Sets and props. That’s all you need. Damian McCarthy clearly didn’t have a big budget to make Oddity. But necessity is the mother of invention: he found the three sets he needed, and a cavalcade of trinkets big and large to scare the hell out of everyone. So shame on productions like The Nun films, or those bloated exorcism movies: stop phoning your scares in, and give people like Damian, Arkasha Stevenson, as Osgood Perkins more money because they know what they’re doing with it when they have it.
After a chilling opening, we learn that poor Dani (Carolyn Bracken) has passed away from the horrifying home invasion by Olin Boole (Tadhg Murphy), one of Dani’s husband Tim’s (Gwilym Lee) patients at his mental treatment facility. A year later, Tim visits Dani’s blind twin sister Darcy (also Bracken) in her antiques shop, casually inviting Darcy to spend the night in the house Tim still owns where his wife died. Darcy arrives that night, surprising Tim and his new fiance Yana (Caroline Menton)…with a large boxed present in tow.

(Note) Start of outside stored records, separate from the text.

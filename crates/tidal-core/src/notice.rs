use std::fmt;

/// The single user-visible message produced by a failing call.
///
/// `key` is a stable identifier a UI layer can localise; `message` is the
/// default English text.
#[derive(Debug, Clone, PartialEq, Eq)]
pub enum Notice {
    SessionExpired,
    PublicEndpointUnauthorized,
    Unauthorized,
    InvalidCredentials(String),
    BadRequest(String),
    ServiceUnavailable,
    ServerError,
    RequestFailed(u16),
    NetworkError,
    StorageUnavailable,
}

impl Notice {
    pub fn key(&self) -> &'static str {
        match self {
            Self::SessionExpired => "session.expired",
            Self::PublicEndpointUnauthorized => "session.public_endpoint",
            Self::Unauthorized => "session.unauthorized",
            Self::InvalidCredentials(_) => "session.invalid_credentials",
            Self::BadRequest(_) => "request.bad_request",
            Self::ServiceUnavailable => "request.service_unavailable",
            Self::ServerError => "request.server_error",
            Self::RequestFailed(_) => "request.failed",
            Self::NetworkError => "request.network_error",
            Self::StorageUnavailable => "session.storage_unavailable",
        }
    }

    pub fn message(&self) -> String {
        match self {
            Self::SessionExpired => "Your session has expired, please log in again".to_string(),
            Self::PublicEndpointUnauthorized => {
                "Cannot refresh the session for a public endpoint".to_string()
            }
            Self::Unauthorized => "Not authorized".to_string(),
            Self::InvalidCredentials(message) | Self::BadRequest(message) => message.clone(),
            Self::ServiceUnavailable => "Service unavailable, please try again later".to_string(),
            Self::ServerError => "Server error, please try again later".to_string(),
            Self::RequestFailed(status) => format!("Request failed ({status})"),
            Self::NetworkError => "Network error, please check your connection".to_string(),
            Self::StorageUnavailable => "Could not access stored credentials".to_string(),
        }
    }
}

impl fmt::Display for Notice {
    fn fmt(&self, f: &mut fmt::Formatter<'_>) -> fmt::Result {
        f.write_str(&self.message())
    }
}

Damian McCarthy only needs 3 sets to make Oddity work. Psych hospitals are inherently creepy, so that was an easy uneasing of the audience. Darcy’s antiques store is basically the Warren’s house in The Conjuring. Each new items appears more sinister than the next, especially after Darcy’s explanation of what happens when people steal from her, and when we see what “special” items are in her back room storage. But most of the film is set in Tim’s giant house. We see it over two time periods: the opening/flashback with Dani, and present day with Darcy and Yana stuck together. The Dani sequences set the stage for this peculiar house setup, with a windy behind brick wall staircase, and an open trap door at the top for some bizarre reason, hiding darkened passages into even greyer darker rooms. No wonder Tim complains about sinking his money into this pit of an investment, what an unwelcoming place! That initial setup sets the stage for present day, as McCarthy uses every inch of that house to it’s full potential. We get the dark room jump scares, the sinister walks up staircases, someone upstairs being creeped out by something downstairs, a scene inside a tent inside the house, bathroom light flickering, you name it, McCarthy’s got it. Who knew one relatively tiny house with one bathroom, 2 bedrooms, and barely two floors could be so versatile to craft an entire movie inside of it.
It helps that McCarthy had a great prop designer to fill the place. The antiquities shop is horror heaven: filled with every type of binded object you can think of, including the most sinister bellboy bell you’ve ever seen. As you also might have guessed, Darcy’s “present” to Tim and Yana in the big box is more of a present for Darcy, from her store. Yana’s investigation of it will conjure all sorts of icky thoughts as to what in the world this thing is here for. It’s super creepy, and acts almost as a fulcrum the movie revolves around. It stays, but the perspective constantly shifts around it, with new people interacting with it in different ways. We’ve also got a deeply unsettling camera that takes pictures automatically every few seconds. Gee, I wonder what’s gonna show up on those pics? As much fear as I got from the antiquities store, I think I was most scared everytime that camera took a picture, because of that unsettling rhythmic noise we hear that gives a mini jump stare each time it goes off.
Execution is greater than budget. Oddity proves that, over and over again. Also, I’ve never been happier to live in a city. The worst things happen when someone thinks its “rustic” to buy a house in the middle of nowhere. Um, what? That’s just cray cray.